Ankara'da bir lobi faaliyeti var.
Öyle ABD'deki İsrail lobisi gibi sıkı bir örgütlenme değil.
Daha çok ideolojik saplantılarla çıkar ilişkilerinin yan yana gelmesiyle ortaya çıkan gevşek bir yapı.
Gevşek ama etkili.
Çünkü bu grubun içindekilerin Cumhurbaşkanına erişimi olduğu biliniyor siyaset ve ekonomi çevrelerinde.
Bu lobi 15 Temmuz kanlı darbe girişimi ardından siyasetin gündemine oturan idam cezasının geri getirilmesi için de çaba harcıyor.
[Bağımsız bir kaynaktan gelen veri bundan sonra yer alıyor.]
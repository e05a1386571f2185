//! `wl-output` — scenario output writers for the rust_wl simulator.
//!
//! | Backend | Files created                                   |
//! |---------|-------------------------------------------------|
//! | CSV     | `<stem>_periods.csv`, `<stem>_waits.csv`        |
//!
//! Writers implement [`OutputWriter`].  They are fed either live, by
//! [`ScenarioOutputObserver`] (a `wl_sim::SimObserver`), or after the fact
//! from a finished `ScenarioResult` via [`write_result`].
//!
//! # Usage
//!
//! ```rust,ignore
//! use wl_output::{CsvWriter, ScenarioOutputObserver};
//!
//! let writer = CsvWriter::new(Path::new("./output"), "baseline")?;
//! let mut obs = ScenarioOutputObserver::new(writer);
//! let result = wl_sim::run_scenario_with(&config, &mut obs)?;
//! obs.take_error().map(|e| eprintln!("output error: {e}"));
//! ```

pub mod csv;
pub mod error;
pub mod observer;
pub mod row;
pub mod writer;


pub use crate::csv::{CsvWriter, file_stem};
pub use error::{OutputError, OutputResult};
pub use observer::ScenarioOutputObserver;
pub use row::{PeriodRow, WaitRow};
pub use writer::{OutputWriter, write_result};
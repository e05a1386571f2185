use thiserror::Error;

use wl_core::EntityId;

#[derive(Debug, Error)]
pub enum QueueError {
    #[error("{0} is already waiting")]
    DuplicateEntity(EntityId),

    #[error("{0} is queued without an arrival record")]
    MissingArrival(EntityId),
}

pub type QueueResult<T> = Result<T, QueueError>;
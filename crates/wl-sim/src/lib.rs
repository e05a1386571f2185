//! `wl-sim` — scheduler and scenario runner for the rust_wl simulator.
//!
//! # Event loop
//!
//! ```text
//! build:  validate config; seed backlog (Process::start); schedule every
//!         process at tick 0 in registration order (arrivals, service)
//! loop:   now = earliest pending tick; stop if now >= horizon end
//!   ① Advance the clock to `now`.
//!   ② Resume every process due at `now`, in schedule order.  Each returns
//!      Resume::After(d) → rescheduled at now + d, or Resume::Done.
//!   ③ Report new period records to the observer.
//! ```
//!
//! Because both processes suspend for exactly one period and arrivals were
//! scheduled first at tick 0, each period's arrivals are always enqueued
//! before that period's service round.
//!
//! # Cargo features
//!
//! | Feature    | Effect                                                 |
//! |------------|--------------------------------------------------------|
//! | `parallel` | [`compare`] runs both scenarios on Rayon's thread pool. |
//! | `serde`    | `Serialize`/`Deserialize` on results and comparisons.  |
//!
//! # Quick-start
//!
//! ```rust,ignore
//! use wl_core::ScenarioConfig;
//! use wl_sim::compare;
//!
//! let baseline = ScenarioConfig::new("Baseline", 15, 150, 12, 26);
//! let intervention = baseline.with_capacity(14, "Intervention");
//! let cmp = compare(&baseline, &intervention)?;
//! println!("wait reduced by {:.1}%", cmp.wait_reduction_pct());
//! ```

pub mod builder;
pub mod error;
pub mod observer;
pub mod scenario;
pub mod sim;


pub use builder::SimBuilder;
pub use error::{SimError, SimResult};
pub use observer::{NoopObserver, SimObserver};
pub use scenario::{
    CapacityOutlook, ScenarioComparison, ScenarioResult, ScenarioRunner, compare, run_scenario,
    run_scenario_with,
};
pub use sim::{MAX_RESUMES_PER_TICK, Sim};
//! CSV output backend.
//!
//! Creates two files in the configured output directory:
//! - `<stem>_periods.csv`
//! - `<stem>_waits.csv`

use std::fs::File;
use std::path::Path;

use csv::Writer;

use crate::writer::OutputWriter;
use crate::{OutputResult, PeriodRow, WaitRow};

/// Writes scenario output to two CSV files.
pub struct CsvWriter {
    periods:  Writer<File>,
    waits:    Writer<File>,
    finished: bool,
}

impl CsvWriter {
    /// Open (or create) the two CSV files in `dir` and write the header rows.
    pub fn new(dir: &Path, stem: &str) -> OutputResult<Self> {
        let mut periods = Writer::from_path(dir.join(format!("{stem}_periods.csv")))?;
        periods.write_record(["period", "tick", "queue_length", "served", "cumulative_served"])?;

        let mut waits = Writer::from_path(dir.join(format!("{stem}_waits.csv")))?;
        waits.write_record(["order", "wait_ticks"])?;

        Ok(Self {
            periods,
            waits,
            finished: false,
        })
    }
}

impl OutputWriter for CsvWriter {
    fn write_period(&mut self, row: &PeriodRow) -> OutputResult<()> {
        self.periods.write_record(&[
            row.period.to_string(),
            row.tick.to_string(),
            row.queue_length.to_string(),
            row.served.to_string(),
            row.cumulative_served.to_string(),
        ])?;
        Ok(())
    }

    fn write_waits(&mut self, rows: &[WaitRow]) -> OutputResult<()> {
        for row in rows {
            self.waits
                .write_record(&[row.order.to_string(), row.wait_ticks.to_string()])?;
        }
        Ok(())
    }

    fn finish(&mut self) -> OutputResult<()> {
        if self.finished {
            return Ok(());
        }
        self.finished = true;
        self.periods.flush()?;
        self.waits.flush()?;
        Ok(())
    }
}

/// Turn a scenario label into a safe file-name stem.
///
/// ASCII alphanumerics are kept (lower-cased); every other run of characters
/// becomes a single `_`.  An empty result falls back to `"scenario"`.
pub fn file_stem(label: &str) -> String {
    let mut stem = String::with_capacity(label.len());
    for c in label.chars() {
        if c.is_ascii_alphanumeric() {
            stem.push(c.to_ascii_lowercase());
        } else if !stem.is_empty() && !stem.ends_with('_') {
            stem.push('_');
        }
    }
    while stem.ends_with('_') {
        stem.pop();
    }
    if stem.is_empty() {
        stem.push_str("scenario");
    }
    stem
}
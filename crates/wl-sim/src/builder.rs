//! Fluent builder for constructing a [`Sim`].

use wl_core::{EntityAllocator, ScenarioConfig};
use wl_process::{ArrivalProcess, MetricsCollector, Process, ServiceProcess};
use wl_queue::{EventQueue, WaitingList};

use crate::sim::start_processes;
use crate::{Sim, SimError, SimResult};

/// Fluent builder for [`Sim`].
///
/// # Optional inputs (have defaults)
///
/// | Method             | Default                                          |
/// |--------------------|--------------------------------------------------|
/// | `.processes(v)`    | `ArrivalProcess` then `ServiceProcess` from config |
///
/// # Example
///
/// ```rust,ignore
/// let mut sim = SimBuilder::new(config).build()?;
/// sim.run(&mut NoopObserver)?;
/// ```
pub struct SimBuilder {
    config:    ScenarioConfig,
    processes: Option<Vec<Box<dyn Process>>>,
}

impl SimBuilder {
    pub fn new(config: ScenarioConfig) -> Self {
        Self {
            config,
            processes: None,
        }
    }

    /// Replace the standard arrival/service pair with custom processes.
    ///
    /// Registration order is the same-tick execution order.
    pub fn processes(mut self, processes: Vec<Box<dyn Process>>) -> Self {
        self.processes = Some(processes);
        self
    }

    /// Validate the configuration, create fresh per-run state, seed the
    /// backlog, and return a ready-to-run [`Sim`].
    ///
    /// A zero horizon is rejected here, before anything runs.
    pub fn build(self) -> SimResult<Sim> {
        self.config.validate()?;

        let mut processes = match self.processes {
            Some(p) => p,
            None => vec![
                Box::new(ArrivalProcess::from_config(&self.config).map_err(|source| {
                    SimError::Process { process: "arrivals", source }
                })?) as Box<dyn Process>,
                Box::new(ServiceProcess::new(self.config.capacity_per_period)),
            ],
        };
        if processes.is_empty() {
            return Err(SimError::Config(format!(
                "scenario '{}': no processes registered",
                self.config.label
            )));
        }

        // ── Fresh per-run state ───────────────────────────────────────────
        let mut queue = WaitingList::new();
        let mut allocator = EntityAllocator::new();
        let mut metrics = MetricsCollector::new(self.config.initial_backlog as u64);
        let mut events = EventQueue::new();

        start_processes(&mut processes, &mut queue, &mut allocator, &mut metrics, &mut events)?;

        Ok(Sim {
            clock: self.config.make_clock(),
            config: self.config,
            queue,
            allocator,
            metrics,
            events,
            processes,
        })
    }
}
PKK'nın hayalet örgütlerinden TAK tarafından üstlenilen Beşiktaş katliamından iki gün önce, 8 Aralık'ta yayınladığımız "Ankara kulislerinde ürperten senaryo" yazısında bu grubun resmi politika olması için uğraştığı, ekonomi ve siyaset kulislerinde konuşulan senaryoyu şöyle özetlemiştim:
- İdam cezasını geri getirelim,
- Avrupa Birliği (AB) Türkiye'yle ilişkileri keser. Böylece hem ilişkiyi kesen biz olmayız, hem de AB'nin demokrasi-insan hakları çerçevesinin bağlayıcılığından kurtuluruz,
- Borsa çökebilir. Bu da yönetiminizi zaten "bizden olmayan" büyük şirketlerin ve yabancı sermayenin baskısından kurtarır,
- ABD ve NATO taleplerini kendi çıkarlarımızın pazarlığını yaparak kabul edelim. Bu da yönetiminize Batı'dan gelecek tepkilerin lafta kalmasını sağlar,
- Bu arada Başkanlık sistemi için daha güçlü bastırıp alın. Kendi iktidarınızda gerekirse Kürt sorunu dahil ülke sorunlarını siz çözmüş olursunuz.
Bu çizgiyi savunanlara Ankara'da bir isim takılmış olduğunu ben de bu yazıyı yazdıktan sonra, üstelik AK Partili kaynaklarımla yaptığım konuşmalardan öğrendim; "Avrasyacılar" diyorlar.